# [Problem requirements]
Every line of the data below that holds the string "operation" needs to be reported.

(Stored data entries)
......

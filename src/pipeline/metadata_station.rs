//! Metadata extraction station: stamps a transcript and the extraction time.

use crate::defaults::{PLACEHOLDER_TRANSCRIPT, keys};
use crate::pipeline::clock::{Clock, SystemClock};
use crate::pipeline::error::StationError;
use crate::pipeline::station::Station;
use crate::pipeline::types::ChunkRecord;
use std::sync::Arc;

/// Produces a transcript for a payload.
pub trait Transcriber: Send + Sync {
    fn transcribe(&self, payload: &[u8]) -> String;
}

/// Returns a fixed transcript regardless of content.
#[derive(Debug, Clone, Copy, Default)]
pub struct PlaceholderTranscriber;

impl Transcriber for PlaceholderTranscriber {
    fn transcribe(&self, _payload: &[u8]) -> String {
        PLACEHOLDER_TRANSCRIPT.to_string()
    }
}

#[derive(Clone)]
pub struct MetadataStation {
    transcriber: Arc<dyn Transcriber>,
    clock: Arc<dyn Clock>,
}

impl MetadataStation {
    pub fn new(transcriber: Arc<dyn Transcriber>) -> Self {
        Self::with_clock(transcriber, Arc::new(SystemClock))
    }

    pub fn with_clock(transcriber: Arc<dyn Transcriber>, clock: Arc<dyn Clock>) -> Self {
        Self { transcriber, clock }
    }
}

impl Default for MetadataStation {
    fn default() -> Self {
        Self::new(Arc::new(PlaceholderTranscriber))
    }
}

impl Station for MetadataStation {
    type Input = ChunkRecord;
    type Output = ChunkRecord;

    fn name(&self) -> &'static str {
        "extract-metadata"
    }

    fn process(&mut self, mut record: ChunkRecord) -> Result<Option<ChunkRecord>, StationError> {
        let transcript = self.transcriber.transcribe(record.payload());
        record.annotate(keys::TRANSCRIPT, transcript);
        record.annotate(keys::EXTRACTED_AT, self.clock.rfc3339());
        Ok(Some(record))
    }
}
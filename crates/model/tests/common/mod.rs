//! Common test utilities for integration tests.
//!
//! This module provides shared helper functions and re-exports commonly used
//! types for testing the Transcribe data contracts.
//!
//! # Invariants
//! - Fixtures are loaded from the `fixtures/` directory relative to the crate root
//! - All fixture files must be valid JSON
//!
//! # What this does NOT handle
//! - Test-specific assertions or test logic

use std::sync::Once;

#[allow(unused_imports)]
pub use transcribe_model::testing::{load_fixture, load_fixture_bytes};

static TRACING: Once = Once::new();

/// Route `tracing` events to the test harness output.
///
/// Honors `RUST_LOG`; safe to call from every test.
#[allow(dead_code)]
pub fn init_tracing() {
    TRACING.call_once(|| {
        let _ = tracing_subscriber::fmt()
            .with_env_filter(tracing_subscriber::EnvFilter::from_default_env())
            .with_test_writer()
            .try_init();
    });
}
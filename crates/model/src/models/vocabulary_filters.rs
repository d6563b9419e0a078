//! Vocabulary filters: word lists to mask, remove, or tag in transcripts.

use chrono::{DateTime, Utc};
use validator::{Validate, ValidationError};

use crate::models::common::Tag;
use crate::models::language::LanguageCode;
use crate::operation::operation;
use crate::shape::shape;
use crate::validation::{count_selected, invalid};

shape! {
    /// Summary of one vocabulary filter.
    pub struct VocabularyFilterInfo {
        vocabulary_filter_name / with_vocabulary_filter_name: String => "VocabularyFilterName",
        language_code / with_language_code: LanguageCode => "LanguageCode",
        #[serde(with = "crate::serde_helpers::epoch_seconds")]
        last_modified_time / with_last_modified_time: DateTime<Utc> => "LastModifiedTime",
    }
}

fn check_source(words: bool, file_uri: bool) -> Result<(), ValidationError> {
    if count_selected(&[words, file_uri]) == 1 {
        Ok(())
    } else {
        Err(invalid(
            "vocabulary_filter_source",
            "exactly one of Words or VocabularyFilterFileUri is required",
        ))
    }
}

shape! {
    /// Creates a vocabulary filter from inline words or a word-list file.
    #[validate(schema(function = "check_create", skip_on_field_errors = false))]
    pub struct CreateVocabularyFilterRequest {
        #[validate(required, length(min = 1, max = 200), custom(function = "crate::validation::resource_name"))]
        vocabulary_filter_name / with_vocabulary_filter_name: String => "VocabularyFilterName",
        #[validate(required, custom(function = "crate::validation::known_value"))]
        language_code / with_language_code: LanguageCode => "LanguageCode",
        #[validate(length(min = 1))]
        words / with_words: Vec<String> => "Words",
        #[validate(length(min = 1, max = 2000), custom(function = "crate::validation::media_uri"))]
        vocabulary_filter_file_uri / with_vocabulary_filter_file_uri: String => "VocabularyFilterFileUri",
        #[validate(length(min = 1, max = 200), nested)]
        tags / with_tags: Vec<Tag> => "Tags",
        #[validate(length(min = 20, max = 2048), custom(function = "crate::validation::role_arn"))]
        data_access_role_arn / with_data_access_role_arn: String => "DataAccessRoleArn",
    }
}

fn check_create(request: &CreateVocabularyFilterRequest) -> Result<(), ValidationError> {
    check_source(
        request.words.is_some(),
        request.vocabulary_filter_file_uri.is_some(),
    )
}

shape! {
    /// Filter as created.
    pub struct CreateVocabularyFilterResponse {
        vocabulary_filter_name / with_vocabulary_filter_name: String => "VocabularyFilterName",
        language_code / with_language_code: LanguageCode => "LanguageCode",
        #[serde(with = "crate::serde_helpers::epoch_seconds")]
        last_modified_time / with_last_modified_time: DateTime<Utc> => "LastModifiedTime",
    }
}

shape! {
    /// Looks up one vocabulary filter.
    pub struct GetVocabularyFilterRequest {
        #[validate(required, length(min = 1, max = 200), custom(function = "crate::validation::resource_name"))]
        vocabulary_filter_name / with_vocabulary_filter_name: String => "VocabularyFilterName",
    }
}

shape! {
    /// Filter details plus a time-limited download link.
    pub struct GetVocabularyFilterResponse {
        vocabulary_filter_name / with_vocabulary_filter_name: String => "VocabularyFilterName",
        language_code / with_language_code: LanguageCode => "LanguageCode",
        #[serde(with = "crate::serde_helpers::epoch_seconds")]
        last_modified_time / with_last_modified_time: DateTime<Utc> => "LastModifiedTime",
        download_uri / with_download_uri: String => "DownloadUri",
    }
}

shape! {
    /// Lists vocabulary filters.
    pub struct ListVocabularyFiltersRequest {
        #[validate(length(max = 8192))]
        next_token / with_next_token: String => "NextToken",
        #[validate(range(min = 1, max = 100))]
        max_results / with_max_results: i32 => "MaxResults",
        #[validate(length(min = 1, max = 200), custom(function = "crate::validation::resource_name"))]
        name_contains / with_name_contains: String => "NameContains",
    }
}

shape! {
    /// One page of filter summaries.
    pub struct ListVocabularyFiltersResponse {
        next_token / with_next_token: String => "NextToken",
        vocabulary_filters / with_vocabulary_filters: Vec<VocabularyFilterInfo> => "VocabularyFilters",
    }
}

shape! {
    /// Replaces the words of an existing filter.
    #[validate(schema(function = "check_update", skip_on_field_errors = false))]
    pub struct UpdateVocabularyFilterRequest {
        #[validate(required, length(min = 1, max = 200), custom(function = "crate::validation::resource_name"))]
        vocabulary_filter_name / with_vocabulary_filter_name: String => "VocabularyFilterName",
        #[validate(length(min = 1))]
        words / with_words: Vec<String> => "Words",
        #[validate(length(min = 1, max = 2000), custom(function = "crate::validation::media_uri"))]
        vocabulary_filter_file_uri / with_vocabulary_filter_file_uri: String => "VocabularyFilterFileUri",
        #[validate(length(min = 20, max = 2048), custom(function = "crate::validation::role_arn"))]
        data_access_role_arn / with_data_access_role_arn: String => "DataAccessRoleArn",
    }
}

fn check_update(request: &UpdateVocabularyFilterRequest) -> Result<(), ValidationError> {
    check_source(
        request.words.is_some(),
        request.vocabulary_filter_file_uri.is_some(),
    )
}

shape! {
    /// Filter as updated.
    pub struct UpdateVocabularyFilterResponse {
        vocabulary_filter_name / with_vocabulary_filter_name: String => "VocabularyFilterName",
        language_code / with_language_code: LanguageCode => "LanguageCode",
        #[serde(with = "crate::serde_helpers::epoch_seconds")]
        last_modified_time / with_last_modified_time: DateTime<Utc> => "LastModifiedTime",
    }
}

shape! {
    /// Deletes a vocabulary filter.
    pub struct DeleteVocabularyFilterRequest {
        #[validate(required, length(min = 1, max = 200), custom(function = "crate::validation::resource_name"))]
        vocabulary_filter_name / with_vocabulary_filter_name: String => "VocabularyFilterName",
    }
}

shape! {
    /// Empty acknowledgement of a deletion.
    pub struct DeleteVocabularyFilterResponse {}
}

operation!(CreateVocabularyFilterRequest => CreateVocabularyFilterResponse, "CreateVocabularyFilter");
operation!(GetVocabularyFilterRequest => GetVocabularyFilterResponse, "GetVocabularyFilter");
operation!(ListVocabularyFiltersRequest => ListVocabularyFiltersResponse, "ListVocabularyFilters");
operation!(UpdateVocabularyFilterRequest => UpdateVocabularyFilterResponse, "UpdateVocabularyFilter");
operation!(DeleteVocabularyFilterRequest => DeleteVocabularyFilterResponse, "DeleteVocabularyFilter");
//! Record and enumeration machinery shared by every model.
//!
//! Responsibilities:
//! - Declare records with [`shape!`]: optional wire-named fields, fluent
//!   `with_*` builders, diagnostic rendering, structural equality and hashing.
//! - Declare closed string enumerations with [`string_enum!`].
//! - Back keyed-mapping helpers with [`insert_unique`].
//!
//! Does NOT handle:
//! - Constraint checking (declared per field via `#[validate(...)]`, run on demand).
//! - Transport or request signing.
//!
//! Invariants:
//! - Every record field is `Option<T>`; unset fields are omitted from JSON and
//!   from the rendered string.
//! - Rendering is deterministic: fields appear in declaration order, maps in key order.

use std::collections::BTreeMap;
use std::collections::btree_map::Entry;
use std::fmt;
use std::hash::{Hash, Hasher};

use chrono::{DateTime, SecondsFormat, Utc};
use serde::{Deserialize, Serialize};

use crate::error::ModelError;

/// Common surface of every record declared with [`shape!`].
pub trait Shape {
    /// Service-side name of the record.
    const SHAPE_NAME: &'static str;

    /// Returns true when no field is set.
    fn is_empty(&self) -> bool;
}

/// Value rendering used by the record `Display` implementations.
pub trait RenderValue {
    fn render(&self, f: &mut fmt::Formatter<'_>) -> fmt::Result;
}

macro_rules! impl_render_display {
    ($($ty:ty),* $(,)?) => {
        $(
            impl RenderValue for $ty {
                fn render(&self, f: &mut fmt::Formatter<'_>) -> fmt::Result {
                    fmt::Display::fmt(self, f)
                }
            }
        )*
    };
}

impl_render_display!(String, bool, i32, i64, Score);

impl RenderValue for DateTime<Utc> {
    fn render(&self, f: &mut fmt::Formatter<'_>) -> fmt::Result {
        f.write_str(&self.to_rfc3339_opts(SecondsFormat::Millis, true))
    }
}

impl<T: RenderValue> RenderValue for Vec<T> {
    fn render(&self, f: &mut fmt::Formatter<'_>) -> fmt::Result {
        f.write_str("[")?;
        for (i, item) in self.iter().enumerate() {
            if i > 0 {
                f.write_str(", ")?;
            }
            item.render(f)?;
        }
        f.write_str("]")
    }
}

impl<K: RenderValue, V: RenderValue> RenderValue for BTreeMap<K, V> {
    fn render(&self, f: &mut fmt::Formatter<'_>) -> fmt::Result {
        f.write_str("{")?;
        for (i, (key, value)) in self.iter().enumerate() {
            if i > 0 {
                f.write_str(", ")?;
            }
            key.render(f)?;
            f.write_str("=")?;
            value.render(f)?;
        }
        f.write_str("}")
    }
}

/// Writes `{Name: value,Name: value}` for the set fields of a record.
pub struct RenderFields<'a, 'b> {
    f: &'a mut fmt::Formatter<'b>,
    first: bool,
}

impl<'a, 'b> RenderFields<'a, 'b> {
    pub fn begin(f: &'a mut fmt::Formatter<'b>) -> Result<Self, fmt::Error> {
        f.write_str("{")?;
        Ok(Self { f, first: true })
    }

    pub fn field<T: RenderValue>(&mut self, name: &str, value: &Option<T>) -> fmt::Result {
        let Some(value) = value else {
            return Ok(());
        };
        if !self.first {
            self.f.write_str(",")?;
        }
        self.first = false;
        write!(self.f, "{name}: ")?;
        value.render(self.f)
    }

    pub fn finish(self) -> fmt::Result {
        self.f.write_str("}")
    }
}

/// Floating-point score with bitwise equality and hashing.
///
/// Lets records holding confidence scores or durations derive `Eq` and `Hash`.
/// Converts from `f32` only; callers holding an `f64` narrow it themselves.
#[derive(Debug, Clone, Copy, Default, Serialize, Deserialize)]
#[serde(transparent)]
pub struct Score(pub f32);

impl Score {
    pub fn get(self) -> f32 {
        self.0
    }
}

impl PartialEq for Score {
    fn eq(&self, other: &Self) -> bool {
        self.0.to_bits() == other.0.to_bits()
    }
}

impl Eq for Score {}

impl Hash for Score {
    fn hash<H: Hasher>(&self, state: &mut H) {
        self.0.to_bits().hash(state);
    }
}

impl From<f32> for Score {
    fn from(value: f32) -> Self {
        Self(value)
    }
}

impl fmt::Display for Score {
    fn fmt(&self, f: &mut fmt::Formatter<'_>) -> fmt::Result {
        fmt::Display::fmt(&self.0, f)
    }
}

/// Insert into a keyed mapping, creating it on first use.
///
/// # Errors
///
/// Returns [`ModelError::DuplicateKey`] if `key` is already present; the
/// existing entry is left untouched.
pub fn insert_unique<K, V>(
    map: &mut Option<BTreeMap<K, V>>,
    field: &'static str,
    key: K,
    value: V,
) -> crate::Result<()>
where
    K: Ord + fmt::Display,
{
    match map.get_or_insert_with(BTreeMap::new).entry(key) {
        Entry::Occupied(existing) => Err(ModelError::DuplicateKey {
            field,
            key: existing.key().to_string(),
        }),
        Entry::Vacant(slot) => {
            slot.insert(value);
            Ok(())
        }
    }
}

/// Declare a record of optional, wire-named fields.
///
/// # Usage
/// ```ignore
/// shape! {
///     /// Where a transcript was written.
///     pub struct Transcript {
///         transcript_file_uri / with_transcript_file_uri: String => "TranscriptFileUri",
///     }
/// }
/// ```
///
/// Each entry is `field / builder: Type => "WireName"`; the field is stored as
/// `Option<Type>`. Field attributes (docs, `#[validate(...)]`, extra
/// `#[serde(...)]`) are passed through.
macro_rules! shape {
    (
        $(#[$meta:meta])*
        pub struct $name:ident {
            $(
                $(#[$field_meta:meta])*
                $field:ident / $with:ident : $ty:ty => $wire:literal,
            )*
        }
    ) => {
        #[derive(
            Debug,
            Clone,
            Default,
            PartialEq,
            Eq,
            Hash,
            ::serde::Serialize,
            ::serde::Deserialize,
            ::validator::Validate,
        )]
        #[serde(default)]
        $(#[$meta])*
        pub struct $name {
            $(
                $(#[$field_meta])*
                #[serde(rename = $wire, skip_serializing_if = "Option::is_none")]
                pub $field: Option<$ty>,
            )*
        }

        impl $name {
            /// Create a record with every field unset.
            pub fn new() -> Self {
                Self::default()
            }

            $(
                #[doc = concat!("Set `", $wire, "` and return the updated record.")]
                pub fn $with(mut self, value: impl Into<$ty>) -> Self {
                    self.$field = Some(value.into());
                    self
                }
            )*
        }

        impl $crate::shape::Shape for $name {
            const SHAPE_NAME: &'static str = stringify!($name);

            fn is_empty(&self) -> bool {
                true $(&& self.$field.is_none())*
            }
        }

        impl ::std::fmt::Display for $name {
            fn fmt(&self, f: &mut ::std::fmt::Formatter<'_>) -> ::std::fmt::Result {
                #[allow(unused_mut)]
                let mut fields = $crate::shape::RenderFields::begin(f)?;
                $(fields.field($wire, &self.$field)?;)*
                fields.finish()
            }
        }

        impl $crate::shape::RenderValue for $name {
            fn render(&self, f: &mut ::std::fmt::Formatter<'_>) -> ::std::fmt::Result {
                ::std::fmt::Display::fmt(self, f)
            }
        }
    };
}

pub(crate) use shape;

/// Enumerations declared with [`string_enum!`].
pub trait WireEnum {
    /// Returns true for a value outside the enumeration this client knows.
    fn is_unknown(&self) -> bool;
}

impl<T: WireEnum + ?Sized> WireEnum for &T {
    fn is_unknown(&self) -> bool {
        (**self).is_unknown()
    }
}

impl<T: WireEnum> WireEnum for Vec<T> {
    fn is_unknown(&self) -> bool {
        self.iter().any(WireEnum::is_unknown)
    }
}

/// Declare a closed enumeration serialized as its exact wire string.
///
/// Parsing with `FromStr` is strict. Deserializing a value this client does
/// not know yields `Unknown` holding the raw string, which serializes back
/// unchanged, so newer service responses keep parsing and re-encoding.
macro_rules! string_enum {
    (
        $(#[$meta:meta])*
        pub enum $name:ident {
            $(
                $(#[$variant_meta:meta])*
                $variant:ident => $wire:literal,
            )+
        }
    ) => {
        $(#[$meta])*
        #[derive(Debug, Clone, PartialEq, Eq, Hash, PartialOrd, Ord)]
        pub enum $name {
            $(
                $(#[$variant_meta])*
                $variant,
            )+
            /// Value this client does not recognize, as sent on the wire.
            Unknown(String),
        }

        impl $name {
            /// Wire string of this value.
            pub fn as_str(&self) -> &str {
                match self {
                    $(Self::$variant => $wire,)+
                    Self::Unknown(raw) => raw,
                }
            }

            /// Every wire string the service defines for this enumeration.
            pub fn values() -> &'static [&'static str] {
                &[$($wire),+]
            }

            /// Lenient conversion used for service responses.
            pub fn from_wire(value: &str) -> Self {
                match value {
                    $($wire => Self::$variant,)+
                    other => Self::Unknown(other.to_string()),
                }
            }
        }

        impl $crate::shape::WireEnum for $name {
            fn is_unknown(&self) -> bool {
                matches!(self, Self::Unknown(_))
            }
        }

        impl ::std::fmt::Display for $name {
            fn fmt(&self, f: &mut ::std::fmt::Formatter<'_>) -> ::std::fmt::Result {
                f.write_str(self.as_str())
            }
        }

        impl ::std::str::FromStr for $name {
            type Err = $crate::error::ModelError;

            fn from_str(value: &str) -> ::std::result::Result<Self, Self::Err> {
                match value {
                    $($wire => Ok(Self::$variant),)+
                    _ => Err($crate::error::ModelError::UnknownVariant {
                        type_name: stringify!($name),
                        value: value.to_string(),
                    }),
                }
            }
        }

        impl ::serde::Serialize for $name {
            fn serialize<S>(&self, serializer: S) -> ::std::result::Result<S::Ok, S::Error>
            where
                S: ::serde::Serializer,
            {
                serializer.serialize_str(self.as_str())
            }
        }

        impl<'de> ::serde::Deserialize<'de> for $name {
            fn deserialize<D>(deserializer: D) -> ::std::result::Result<Self, D::Error>
            where
                D: ::serde::Deserializer<'de>,
            {
                let value = <::std::borrow::Cow<'de, str>>::deserialize(deserializer)?;
                Ok(Self::from_wire(&value))
            }
        }

        impl $crate::shape::RenderValue for $name {
            fn render(&self, f: &mut ::std::fmt::Formatter<'_>) -> ::std::fmt::Result {
                f.write_str(self.as_str())
            }
        }
    };
}

pub(crate) use string_enum;
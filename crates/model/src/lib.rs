//! Data contracts for the Amazon Transcribe batch API.
//!
//! This crate provides typed request, response, and settings records that
//! mirror the service's JSON wire protocol field for field. It carries no
//! transport: callers serialize requests with [`operation::encode_request`],
//! send them with their own HTTP stack, and decode responses with
//! [`operation::decode_response`].

mod shape;

pub mod defaults;
pub mod error;
pub mod models;
pub mod operation;
mod serde_helpers;
pub mod service_error;
pub mod validation;

#[cfg(any(feature = "test-utils", test))]
pub mod testing;

pub use error::{ModelError, Result};
pub use models::{
    CallAnalyticsJob, CallAnalyticsJobSettings, CallAnalyticsJobStatus, ContentRedaction,
    LanguageCode, LanguageIdSettings, Media, MediaFormat, Settings, StartCallAnalyticsJobRequest,
    StartTranscriptionJobRequest, Tag, Transcript, TranscriptionJob, TranscriptionJobStatus,
};
pub use operation::{Operation, decode_response, encode_request, encode_validated};
pub use service_error::ServiceError;
pub use shape::{Score, Shape, WireEnum};
pub use validator::Validate;
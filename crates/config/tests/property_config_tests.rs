//! Property-based tests for job defaults serialization and loading.
//!
//! Test coverage:
//! - JobDefaults: serialization keeps every field
//! - Profile files: whatever a profile holds is what the loader builds
//! - Sample rates: the build accepts exactly the supported range

use std::collections::BTreeMap;
use std::io::Write;

use proptest::prelude::*;
use tempfile::NamedTempFile;

use transcribe_config::constants::{MAX_SAMPLE_RATE_HERTZ, MIN_SAMPLE_RATE_HERTZ};
use transcribe_config::{ConfigError, ConfigLoader, JobDefaults, ProfileFile};

/// Strategy for generating S3 bucket names.
fn bucket_strategy() -> impl Strategy<Value = String> {
    "[a-z0-9][a-z0-9-]{1,30}[a-z0-9]"
}

/// Strategy for generating tag maps.
fn tags_strategy() -> impl Strategy<Value = BTreeMap<String, String>> {
    prop::collection::btree_map("[a-z]{1,12}", "[a-zA-Z0-9 ]{0,20}", 0..5)
}

/// Strategy for generating job defaults within the loader's accepted range.
fn job_defaults_strategy() -> impl Strategy<Value = JobDefaults> {
    (
        proptest::option::of(prop_oneof![Just("en-US"), Just("en-GB"), Just("de-DE")]),
        proptest::option::of(prop_oneof![Just("wav"), Just("mp3"), Just("flac")]),
        proptest::option::of(MIN_SAMPLE_RATE_HERTZ..=MAX_SAMPLE_RATE_HERTZ),
        bucket_strategy(),
        proptest::option::of("[a-z]{1,10}/"),
        proptest::option::of(prop_oneof![Just("remove"), Just("mask"), Just("tag")]),
        tags_strategy(),
    )
        .prop_map(|(language, format, rate, bucket, prefix, method, tags)| JobDefaults {
            language_code: language.map(String::from),
            media_format: format.map(String::from),
            media_sample_rate_hertz: rate,
            output_bucket_name: Some(bucket),
            output_key_prefix: prefix,
            vocabulary_filter_name: method.map(|_| "filter".to_string()),
            vocabulary_filter_method: method.map(String::from),
            tags,
            ..Default::default()
        })
}

proptest! {
    #[test]
    fn prop_job_defaults_serde_roundtrip(defaults in job_defaults_strategy()) {
        let json = serde_json::to_string(&defaults).unwrap();
        let decoded: JobDefaults = serde_json::from_str(&json).unwrap();
        prop_assert_eq!(decoded, defaults);
    }

    #[test]
    fn prop_profile_loads_as_written(defaults in job_defaults_strategy()) {
        let profiles = ProfileFile {
            profiles: [("generated".to_string(), defaults.clone())].into(),
        };
        let mut file = NamedTempFile::new().unwrap();
        write!(file, "{}", serde_json::to_string(&profiles).unwrap()).unwrap();

        let loaded = ConfigLoader::new()
            .with_profile_name("generated".to_string())
            .with_config_path(file.path().to_path_buf())
            .from_profile()
            .unwrap()
            .build()
            .unwrap();
        prop_assert_eq!(loaded, defaults);
    }

    #[test]
    fn prop_sample_rate_range(rate in 0i32..100_000) {
        let result = ConfigLoader::new().with_media_sample_rate_hertz(rate).build();
        if (MIN_SAMPLE_RATE_HERTZ..=MAX_SAMPLE_RATE_HERTZ).contains(&rate) {
            prop_assert!(result.is_ok());
        } else {
            let rejected = matches!(result, Err(ConfigError::InvalidSampleRate { value }) if value == rate);
            prop_assert!(rejected);
        }
    }
}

......

# [Solution to the exercise]
use crate::operation::operation;
operation!(CreateVocabularyFilterRequest => CreateVocabularyFilterResponse, "CreateVocabularyFilter");
operation!(GetVocabularyFilterRequest => GetVocabularyFilterResponse, "GetVocabularyFilter");
operation!(ListVocabularyFiltersRequest => ListVocabularyFiltersResponse, "ListVocabularyFilters");
operation!(UpdateVocabularyFilterRequest => UpdateVocabularyFilterResponse, "UpdateVocabularyFilter");
operation!(DeleteVocabularyFilterRequest => DeleteVocabularyFilterResponse, "DeleteVocabularyFilter");
//! transport: callers serialize requests with [`operation::encode_request`],
//! [`operation::decode_response`].
pub mod operation;
pub use operation::{Operation, decode_response, encode_request, encode_validated};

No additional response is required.